3D Occlusion Management and Causality Visualization

Sammanfattning: This thesis is split into two parts: one part dealing with the management of occlusion in 3D environments, the other with the visualization of causal relations. Both of these parts fall within the general framework of visualization---the graphical representation of data (abstract or concrete) with the purpose of amplifying cognition---but they do so in different ways. 3D occlusion management, on the one hand, is a basic approach to augmenting three-dimensional visualizations with a set of orthogonal techniques for reducing (or even eliminating) the effect of inter-object occlusion in the environment. We present four different such techniques in the thesis, each utilizing a different solution space to achieve the effect: the image space for dynamic transparency, view space for view projection animation, object space for our interactive 3D distortion technique, and temporal space for our approach to 3D navigation guidance.

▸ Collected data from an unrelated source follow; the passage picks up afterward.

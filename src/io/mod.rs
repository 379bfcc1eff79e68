pub mod fasta;
pub mod full_table;
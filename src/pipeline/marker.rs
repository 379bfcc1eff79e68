use std::fs;
use std::path::{Path, PathBuf};

use log::debug;

use crate::busco::MarkerFasta;
use crate::config::PipelineConfig;
use crate::error::{IoContext, PipelineError, Result};
use crate::tools::{align, trim, tree, Toolbox};

/// 无根树至少需要三个类群
pub const MIN_TREE_TAXA: usize = 3;

/// 单个 BUSCO 处理完成后的产物
#[derive(Debug, Clone)]
pub struct MarkerResult {
    pub marker: String,
    pub trimmed: PathBuf,
    pub tree: Option<PathBuf>,
    /// 基因树失败不影响超矩阵，只记录原因
    pub tree_error: Option<String>,
}

fn require_output(path: &Path, tool: &str) -> Result<()> {
    match fs::metadata(path) {
        Ok(m) if m.len() > 0 => Ok(()),
        _ => Err(PipelineError::MissingOutput { tool: tool.to_string(), path: path.to_path_buf() }),
    }
}

/// 比对 → 修剪 → （可选）基因树，全部写在 `<markers_dir>/<marker>/` 下。
pub fn process_marker(
    fasta: &MarkerFasta,
    cfg: &PipelineConfig,
    tools: &Toolbox,
    markers_dir: &Path,
) -> Result<MarkerResult> {
    let marker = fasta.marker.as_str();
    let dir = markers_dir.join(marker);
    fs::create_dir_all(&dir).at(&dir)?;

    let aligned = dir.join(format!("{}.aln", marker));
    align::command(tools.aligner, &tools.aligner_path, &fasta.path, &aligned, &dir.join("align.log"))
        .run(marker)?;
    require_output(&aligned, &tools.aligner.to_string())?;

    let trimmed = dir.join(format!("{}.trimmed.aln", marker));
    trim::command(&tools.trimal_path, cfg.trimal_strategy, &aligned, &trimmed, &dir.join("trim.log"))
        .run(marker)?;
    require_output(&trimmed, "trimal")?;

    let mut result = MarkerResult { marker: marker.to_string(), trimmed, tree: None, tree_error: None };
    if !cfg.analysis.gene_trees() {
        return Ok(result);
    }
    if fasta.species.len() < MIN_TREE_TAXA {
        debug!("{}: {} sequences, skipping gene tree", marker, fasta.species.len());
        return Ok(result);
    }

    let job = tree::command(
        tools.tree_program,
        &tools.tree_path,
        cfg.sequence_type,
        &result.trimmed,
        &dir.join(marker),
        1,
        None,
        &dir.join("tree.log"),
    );
    match job.command.run(marker).and_then(|()| require_output(&job.treefile, &tools.tree_program.to_string())) {
        Ok(()) => result.tree = Some(job.treefile),
        Err(e) => result.tree_error = Some(e.to_string()),
    }
    Ok(result)
}
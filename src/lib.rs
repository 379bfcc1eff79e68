//! # busco-phylogenomics
//!
//! 基于多个物种各自独立运行的 BUSCO 结果构建物种系统发育树。
//!
//! 本 crate 只负责“胶水”部分，比对、修剪、建树均调用外部程序：
//!
//! - **结果扫描**：读取每个物种的 BUSCO 输出目录（v3 或 v4/v5 布局）
//! - **BUSCO 筛选**：按 `--percent_single_copy` 阈值选出在足够多物种中为单拷贝完整的 BUSCO
//! - **序列重组**：每个入选 BUSCO 生成一个多物种 FASTA
//! - **外部程序调度**：muscle/mafft → trimal → fasttree/iqtree，按 BUSCO 并行
//! - **超矩阵**：拼接修剪后的比对，缺失物种以缺失字符补齐，并输出分区与占有率
//!
//! ## 快速示例
//!
//! ```rust,no_run
//! use busco_phylogenomics::busco::{scan_input, Occupancy};
//! use busco_phylogenomics::config::{BuscoLayout, SequenceType};
//! use std::path::Path;
//!
//! let species = scan_input(Path::new("busco_runs"), BuscoLayout::V5, SequenceType::Protein)?;
//! let occupancy = Occupancy::from_species(&species);
//! let selected = occupancy.select(90.0);
//! println!("{} BUSCOs retained", selected.len());
//! # Ok::<(), busco_phylogenomics::error::PipelineError>(())
//! ```
//!
//! ## 模块说明
//!
//! - [`config`] — 运行参数
//! - [`io`] — FASTA 与 `full_table.tsv` 解析
//! - [`busco`] — 扫描、筛选、重组
//! - [`tools`] — 外部程序命令构建与执行
//! - [`supermatrix`] — 超矩阵拼接与输出
//! - [`pipeline`] — 阶段调度与线程池
//! - [`util`] — 日志

pub mod busco;
pub mod config;
pub mod error;
pub mod io;
pub mod pipeline;
pub mod supermatrix;
pub mod tools;
pub mod util;
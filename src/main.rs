use std::ffi::OsString;
use std::path::{Path, PathBuf};

use anyhow::{Context, Result};
use clap::Parser;
use log::{error, info};

use busco_phylogenomics::config::{
    parse_missing_character, Aligner, Analysis, BuscoLayout, PipelineConfig, SequenceType, TreeProgram,
    TrimalStrategy,
};
use busco_phylogenomics::pipeline::Pipeline;
use busco_phylogenomics::util::logging;

#[derive(Parser, Debug)]
#[command(
    name = "busco-phylogenomics",
    author,
    version,
    about = "Perform phylogenomic reconstruction using BUSCO sequences",
    arg_required_else_help = true
)]
struct Cli {
    /// Input directory containing completed BUSCO runs
    #[arg(short = 'i', long = "input")]
    input: PathBuf,
    /// Output directory to store results (must not exist)
    #[arg(short = 'o', long = "output")]
    output: PathBuf,
    /// Number of threads to use
    #[arg(short = 't', long = "threads")]
    threads: usize,
    /// Don't generate gene trees
    #[arg(long = "supermatrix_only", conflicts_with = "gene_trees_only")]
    supermatrix_only: bool,
    /// Don't perform supermatrix analysis
    #[arg(long = "gene_trees_only")]
    gene_trees_only: bool,
    /// Align nucleotide sequences instead of amino acid sequences
    #[arg(long = "nt")]
    nt: bool,
    /// BUSCOs that are complete and single-copy in at least this percent of species are included
    #[arg(long = "percent_single_copy", visible_alias = "psc", default_value_t = 100.0)]
    psc: f64,
    /// trimal trimming strategy
    #[arg(long = "trimal_strategy", value_enum, default_value_t = TrimalStrategy::Automated1)]
    trimal_strategy: TrimalStrategy,
    /// Character to represent missing data
    #[arg(long = "missing_character", default_value = "?", value_parser = parse_missing_character)]
    missing_character: char,
    /// Program to use to generate gene trees and the supermatrix tree
    #[arg(long = "gene_tree_program", value_enum, default_value_t = TreeProgram::Fasttree)]
    gene_tree_program: TreeProgram,
    /// Multiple sequence aligner
    #[arg(long = "aligner", value_enum, default_value_t = Aligner::Muscle)]
    aligner: Aligner,
    /// BUSCO version 3 was used (different output structure)
    #[arg(long = "busco_version_3")]
    busco_version_3: bool,
}

impl Cli {
    fn into_config(self) -> Result<PipelineConfig> {
        let cwd = std::env::current_dir().context("cannot determine current directory")?;
        let absolute = |p: &Path| if p.is_absolute() { p.to_path_buf() } else { cwd.join(p) };
        Ok(PipelineConfig {
            input: absolute(&self.input),
            output: absolute(&self.output),
            threads: self.threads,
            analysis: Analysis::from_flags(self.gene_trees_only, self.supermatrix_only)?,
            sequence_type: if self.nt { SequenceType::Nucleotide } else { SequenceType::Protein },
            percent_single_copy: self.psc,
            trimal_strategy: self.trimal_strategy,
            missing_character: self.missing_character,
            gene_tree_program: self.gene_tree_program,
            aligner: self.aligner,
            layout: if self.busco_version_3 { BuscoLayout::V3 } else { BuscoLayout::V5 },
        })
    }
}

/// 兼容单横线写法 `-psc 90` / `-psc=90`（clap 的短参数只能是单个字符）。
fn normalize_args<I: IntoIterator<Item = OsString>>(args: I) -> Vec<OsString> {
    args.into_iter()
        .map(|a| match a.to_str().and_then(|s| s.strip_prefix("-psc")) {
            Some(rest) if rest.is_empty() || rest.starts_with('=') => OsString::from(format!("--psc{}", rest)),
            _ => a,
        })
        .collect()
}

fn main() {
    logging::init();
    let args = normalize_args(std::env::args_os());
    let cli = Cli::parse_from(&args);
    if let Err(e) = run(cli, &args) {
        error!("ERROR. {:#}", e);
        std::process::exit(1);
    }
}

fn run(cli: Cli, args: &[OsString]) -> Result<()> {
    info!("Starting BUSCO Phylogenomics Pipeline");
    let raw: Vec<String> = args.iter().map(|a| a.to_string_lossy().into_owned()).collect();
    info!("User provided arguments: {}", raw.join(" "));

    let cfg = cli.into_config()?;
    info!("Parsed arguments: {:?}", cfg);

    let summary = Pipeline::new(&cfg)?.run()?;
    info!(
        "Finished: {} species, {} of {} BUSCOs completed, {} failed",
        summary.species.len(),
        summary.markers_completed,
        summary.markers_selected.len(),
        summary.failed.len()
    );
    if let Some(sm) = &summary.supermatrix {
        info!("Supermatrix tree: {}", sm.species_tree.display());
    }
    if let Some(gt) = &summary.gene_trees {
        info!("Gene trees: {}", gt.display());
    }
    Ok(())
}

Each technique is orthogonal to the others, and each has been verified empirically through formal user experiments to promote significantly more efficiency and accuracy for users solving representative visual perception task in 3D environments than standard 3D navigation controls such as flying and walking. Causality visualization, on the other hand, is a specific class of visualization techniques designed to make complex chains of causal dependencies, or cause-and-effect relations, visible and understandable. A core information visualization problem, the techniques described in this part of the thesis are examples of growing geometry, a subset of methods based on mapping the time parameter to the size of geometrical primitives such as squares and polygons. Consequently, the techniques are called Growing Squares and Growing Polygons, respectively, and utilize color, texture, and animation to visualize causality from application areas such as distributed systems, social networks, and mathematics. These, too, have been empirically shown to be superior to traditional time-space diagrams for representing causal relations. The CiteWiz system serves as a concrete example of how to apply causality visualization to a real dataset, in this case scientific citation data.